Otosclerosis is prevalent in populations around the Mediterranean basin. The reason for this geographic concentration is unknown. Otosclerosis is less common in the Far East and sub-Saharan Africa.

There are several types of otosclerosis:

• Stapedial otosclerosis: blockage of the stapes without cochlear involvement;
• Mixed otosclerosis: stapes blockage with cochlear involvement;
• Cochlear otosclerosis: deafness due to a cochlear lesion;

What are the symptoms of otosclerosis?

Hearing Loss

Hearing loss, the most common symptom, can manifest as bilateral (both ears) or unilateral (one ear) deafness.

Tinnitus

Tinnitus involves various bothersome noises that are often intractable and don't disappear after surgery. Their origin is unknown, and science hasn't yet identified the causes or a solution.

Vertigo or Instability

This symptom is also not yet fully understood scientifically. Vertigo is an unpleasant sensation of imbalance that can cause nausea. However, such symptoms are rare.

How is otosclerosis diagnosed?

Otosclerosis is diagnosed by an otolaryngologist through:

• Symptom assessment (hearing loss and possibly tinnitus and vertigo) and family history;
• Otoscopy (examination of the external auditory canal and tympanic membrane);
• Audiometry, which assesses the degree of deafness in one or both ears. Audiometry also determines the type of deafness (conductive, mixed, or sensorineural);
• Impedance testing with stapedial reflex study: This examines the mobility of the tympano-ossicular system and the presence or absence of the stapedial reflex (stapes mobility) to further confirm the diagnosis;
• Speech audiometry: Assesses hearing quality (as opposed to audiometry, which measures the quantity of hearing loss);
• Vestibular examination (rarely necessary) to study vertigo or instability if present;
• Radiological examination (non-contrast CT scan) is rarely indicated, only in rare cases of sensorineural hearing loss with evidence of cochlear involvement;

How is otosclerosis treated?

Otosclerosis treatment can be surgical or prosthetic. Surgery is generally recommended when the chances of hearing recovery are high, particularly with conductive hearing loss and a low perceptive component. In unilateral otosclerosis, surgery is often delayed until the healthy ear compensates for the affected ear's deficit. Hearing aids are a valid alternative for those who cannot or choose not to have surgery.

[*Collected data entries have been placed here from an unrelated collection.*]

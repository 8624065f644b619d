// SPDX-License-Identifier: BUSL-1.1
// Copyright (c) 2026 Alfred Jean LLC

//! tfclaw-agent: exposes local tmux-backed terminals through a tfclaw relay.

pub mod capture;
pub mod commands;
pub mod config;
pub mod delta;
pub mod error;
pub mod input;
pub mod relay_client;
pub mod terminals;
pub mod tmux;

use std::sync::Arc;

use tokio::sync::mpsc;
use tokio_util::sync::CancellationToken;
use tracing::info;

use crate::capture::{CaptureBackend, NullCaptureBackend};
use crate::commands::CommandRouter;
use crate::config::AgentConfig;
use crate::relay_client::AgentRuntime;
use crate::terminals::{TerminalLimits, TerminalManager};
use crate::tmux::Tmux;

/// Run the agent until shutdown.
pub async fn run(config: AgentConfig) -> anyhow::Result<()> {
    config.validate()?;

    let tmux = Arc::new(Tmux::new(config.tmux_config()));
    if !tmux.probe().await {
        anyhow::bail!("multiplexer '{}' is not installed or not reachable", config.tmux_command);
    }

    if config.reset_on_boot {
        tmux.kill_session().await.map_err(|e| anyhow::anyhow!("session reset failed: {e}"))?;
    }
    if !tmux.has_session().await {
        tmux.create_session(&config.effective_cwd())
            .await
            .map_err(|e| anyhow::anyhow!("session bootstrap failed: {e}"))?;
        info!(session = %tmux.session(), "tmux session created");
    }

    let (outbound_tx, outbound_rx) = mpsc::unbounded_channel();
    let limits = TerminalLimits {
        capture_lines: config.capture_lines,
        max_delta_chars: config.max_delta_chars,
        max_local_buffer: config.max_local_buffer,
    };
    let manager =
        Arc::new(TerminalManager::new(Arc::clone(&tmux), limits, outbound_tx.clone()));
    let router = Arc::new(CommandRouter::new(Arc::clone(&manager), outbound_tx.clone()));
    let capture: Arc<dyn CaptureBackend> = Arc::new(NullCaptureBackend);

    let shutdown = CancellationToken::new();
    spawn_signal_handler(shutdown.clone());
    spawn_poll_loop(Arc::clone(&manager), config.poll_ms, shutdown.clone());

    let runtime = Arc::new(AgentRuntime {
        config: config.clone(),
        manager: Arc::clone(&manager),
        router,
        capture,
        outbound: outbound_tx,
    });
    relay_client::run(runtime, outbound_rx, shutdown).await?;

    if config.persist_session_on_shutdown {
        info!(session = %tmux.session(), "leaving tmux session running");
    } else if let Err(e) = tmux.kill_session().await {
        tracing::warn!(err = %e, "failed to kill tmux session on shutdown");
    }

    Ok(())
}

fn spawn_signal_handler(shutdown: CancellationToken) {
    tokio::spawn(async move {
        if tokio::signal::ctrl_c().await.is_ok() {
            info!("shutdown signal received");
            shutdown.cancel();
        }
    });
}

/// Drive the capture sweep on the configured interval. The manager skips
/// ticks that land during a running sweep.
fn spawn_poll_loop(manager: Arc<TerminalManager>, poll_ms: u64, shutdown: CancellationToken) {
    tokio::spawn(async move {
        let mut ticker = tokio::time::interval(std::time::Duration::from_millis(poll_ms));
        ticker.tick().await; // Consume the immediate first tick.
        loop {
            tokio::select! {
                _ = shutdown.cancelled() => break,
                _ = ticker.tick() => {}
            }
            manager.poll_once().await;
        }
    });
}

The primary treatment for stapedial otosclerosis is surgery. This surgery is performed under local anesthesia, without external incision, through the ear canal, leaving no scars.

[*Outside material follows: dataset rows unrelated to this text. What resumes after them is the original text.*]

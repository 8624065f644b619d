// SPDX-License-Identifier: BUSL-1.1
// Copyright (c) 2026 Alfred Jean LLC

use super::*;
use crate::tmux::TmuxConfig;

fn limits() -> TerminalLimits {
    TerminalLimits { capture_lines: 300, max_delta_chars: 4_000, max_local_buffer: 100 }
}

/// Manager wired to a channel; the tmux handle is never invoked by these
/// tests (they exercise the pure state paths).
fn manager() -> (TerminalManager, mpsc::UnboundedReceiver<Frame>) {
    let tmux = Arc::new(Tmux::new(TmuxConfig {
        command: "tmux".to_owned(),
        base_args: Vec::new(),
        session: "tfclaw-test".to_owned(),
        bootstrap_window: "boot".to_owned(),
    }));
    let (tx, rx) = mpsc::unbounded_channel();
    (TerminalManager::new(tmux, limits(), tx), rx)
}

fn entry(id: &str, title: &str) -> Arc<TerminalEntry> {
    Arc::new(TerminalEntry {
        id: id.to_owned(),
        title: title.to_owned(),
        cwd: None,
        window_id: "@1".to_owned(),
        pane_id: "%1".to_owned(),
        state: Mutex::new(TerminalState {
            is_active: true,
            updated_at: 1,
            ..TerminalState::default()
        }),
        send_lock: Mutex::new(()),
    })
}

async fn insert(manager: &TerminalManager, e: Arc<TerminalEntry>) {
    manager.terminals.write().await.insert(e.id.clone(), e);
}

fn drain(rx: &mut mpsc::UnboundedReceiver<Frame>) -> Vec<Frame> {
    let mut frames = Vec::new();
    while let Ok(frame) = rx.try_recv() {
        frames.push(frame);
    }
    frames
}

#[tokio::test]
async fn summaries_preserve_insertion_order() {
    let (manager, _rx) = manager();
    insert(&manager, entry("t1", "alpha")).await;
    insert(&manager, entry("t2", "beta")).await;

    let summaries = manager.summaries().await;
    assert_eq!(summaries.len(), 2);
    assert_eq!(summaries[0].title, "alpha");
    assert_eq!(summaries[1].title, "beta");
}

#[tokio::test]
async fn publish_sends_terminal_list_frame() -> anyhow::Result<()> {
    let (manager, mut rx) = manager();
    insert(&manager, entry("t1", "alpha")).await;
    manager.publish_terminal_list().await;

    match drain(&mut rx).pop() {
        Some(Frame::AgentTerminalList { terminals }) => {
            assert_eq!(terminals.len(), 1);
            assert_eq!(terminals[0].terminal_id, "t1");
        }
        other => anyhow::bail!("expected terminal_list, got {other:?}"),
    }
    Ok(())
}

#[tokio::test]
async fn pane_close_emits_notice_before_list() -> anyhow::Result<()> {
    let (manager, mut rx) = manager();
    let e = entry("t2", "beta");
    insert(&manager, Arc::clone(&e)).await;

    manager.mark_pane_closed(&e, "pane not found").await;

    let frames = drain(&mut rx);
    match &frames[0] {
        Frame::AgentTerminalOutput { terminal_id, chunk, .. } => {
            assert_eq!(terminal_id, "t2");
            assert_eq!(chunk, "\n[tmux pane closed: pane not found]\n");
        }
        other => anyhow::bail!("expected output notice first, got {other:?}"),
    }
    match &frames[1] {
        Frame::AgentTerminalList { terminals } => {
            assert_eq!(terminals.len(), 1);
            assert!(!terminals[0].is_active);
        }
        other => anyhow::bail!("expected terminal_list second, got {other:?}"),
    }

    // A second death report is swallowed.
    manager.mark_pane_closed(&e, "pane not found").await;
    assert!(drain(&mut rx).is_empty());
    Ok(())
}

#[tokio::test]
async fn capture_errors_throttled_per_terminal() {
    let (manager, mut rx) = manager();
    let e = entry("t1", "alpha");
    insert(&manager, Arc::clone(&e)).await;

    let err = TmuxError::Failed("flaky".to_owned());
    manager.report_capture_error(&e, &err).await;
    manager.report_capture_error(&e, &err).await;
    manager.report_capture_error(&e, &err).await;

    let errors: Vec<Frame> = drain(&mut rx)
        .into_iter()
        .filter(|f| matches!(f, Frame::AgentError { .. }))
        .collect();
    assert_eq!(errors.len(), 1);
}

#[tokio::test]
async fn write_input_to_unknown_terminal_fails() {
    let (manager, _rx) = manager();
    let err = match manager.write_input("missing", "ls\n").await {
        Err(e) => e,
        Ok(()) => AgentError::new(AgentErrorCode::AgentCommandFailed, "unexpected success"),
    };
    assert_eq!(err.code, AgentErrorCode::TerminalNotFound);
    assert!(err.message.contains("missing"));
}

#[tokio::test]
async fn close_unknown_terminal_fails() {
    let (manager, _rx) = manager();
    assert!(manager.close_terminal("missing").await.is_err());
}

#[tokio::test]
async fn emitted_output_carries_timestamp() -> anyhow::Result<()> {
    let (manager, mut rx) = manager();
    manager.emit_output("t1", "hello".to_owned());
    match drain(&mut rx).pop() {
        Some(Frame::AgentTerminalOutput { at, .. }) => assert!(at > 0),
        other => anyhow::bail!("expected terminal_output, got {other:?}"),
    }
    Ok(())
}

The ear with the poorest hearing is operated on first using stapedotomy. The other ear is not operated on for 10-12 months to allow for stabilization of the first surgery's results.

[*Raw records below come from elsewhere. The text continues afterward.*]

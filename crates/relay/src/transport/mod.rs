// SPDX-License-Identifier: BUSL-1.1
// Copyright (c) 2026 Alfred Jean LLC

//! HTTP + WebSocket transport for the relay.

pub mod admit;
pub mod http;
pub mod ws;

use std::sync::Arc;

use axum::routing::get;
use axum::Router;
use tower_http::cors::CorsLayer;

use crate::state::RelayState;

/// Build the axum `Router`: health, the configured WS path, 404 elsewhere.
pub fn build_router(state: Arc<RelayState>) -> Router {
    let ws_path = state.config.ws_path.clone();
    Router::new()
        .route("/health", get(http::health))
        .route(&ws_path, get(admit::ws_handler))
        .layer(CorsLayer::permissive())
        .with_state(state)
}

Even with mixed otosclerosis, surgery (stapedotomy) is the best option. Hearing recovery is partial due to the unrecoverable cochlear lesion, but residual hearing improvement may allow for satisfactory hearing aid use.

In cochlear otosclerosis, surgery is contraindicated, but hearing aids can improve hearing. In rare cases of advanced cochlear otosclerosis (ossified cochlea) where hearing aids are ineffective, a cochlear implant may restore hearing.

Risks and Complications of Stapedotomy Surgery for Otosclerosis

The greatest risks of stapedotomy surgery concern hearing preservation. Most patients regain full hearing, but in a few cases, recovery is partial. Very rarely, hearing is not recovered, or may worsen or be lost.

Other risks of stapedotomy surgery include:

• Tympanic membrane perforation (usually repairable during surgery);
• Postoperative infection (requiring antibiotic therapy);
• Rare cases of transient facial nerve palsy (resolving with anti-inflammatory treatment);
• Even rarer cases of permanent facial nerve palsy;

Postoperative Follow-up and Check-ups

Patients usually leave the hospital the same day or the next morning. Post-stapedotomy, a week of antibiotic therapy is followed. Follow-up occurs approximately 30 days post-surgery and includes:

• Tonal audiometry to check hearing recovery;
• Speech audiometry to assess hearing quality;

Ear wetting (showers, etc.) is only permitted after the first follow-up visit.

Further check-ups occur at 6 months and 1 year. Surgery on the second ear can be planned after one year.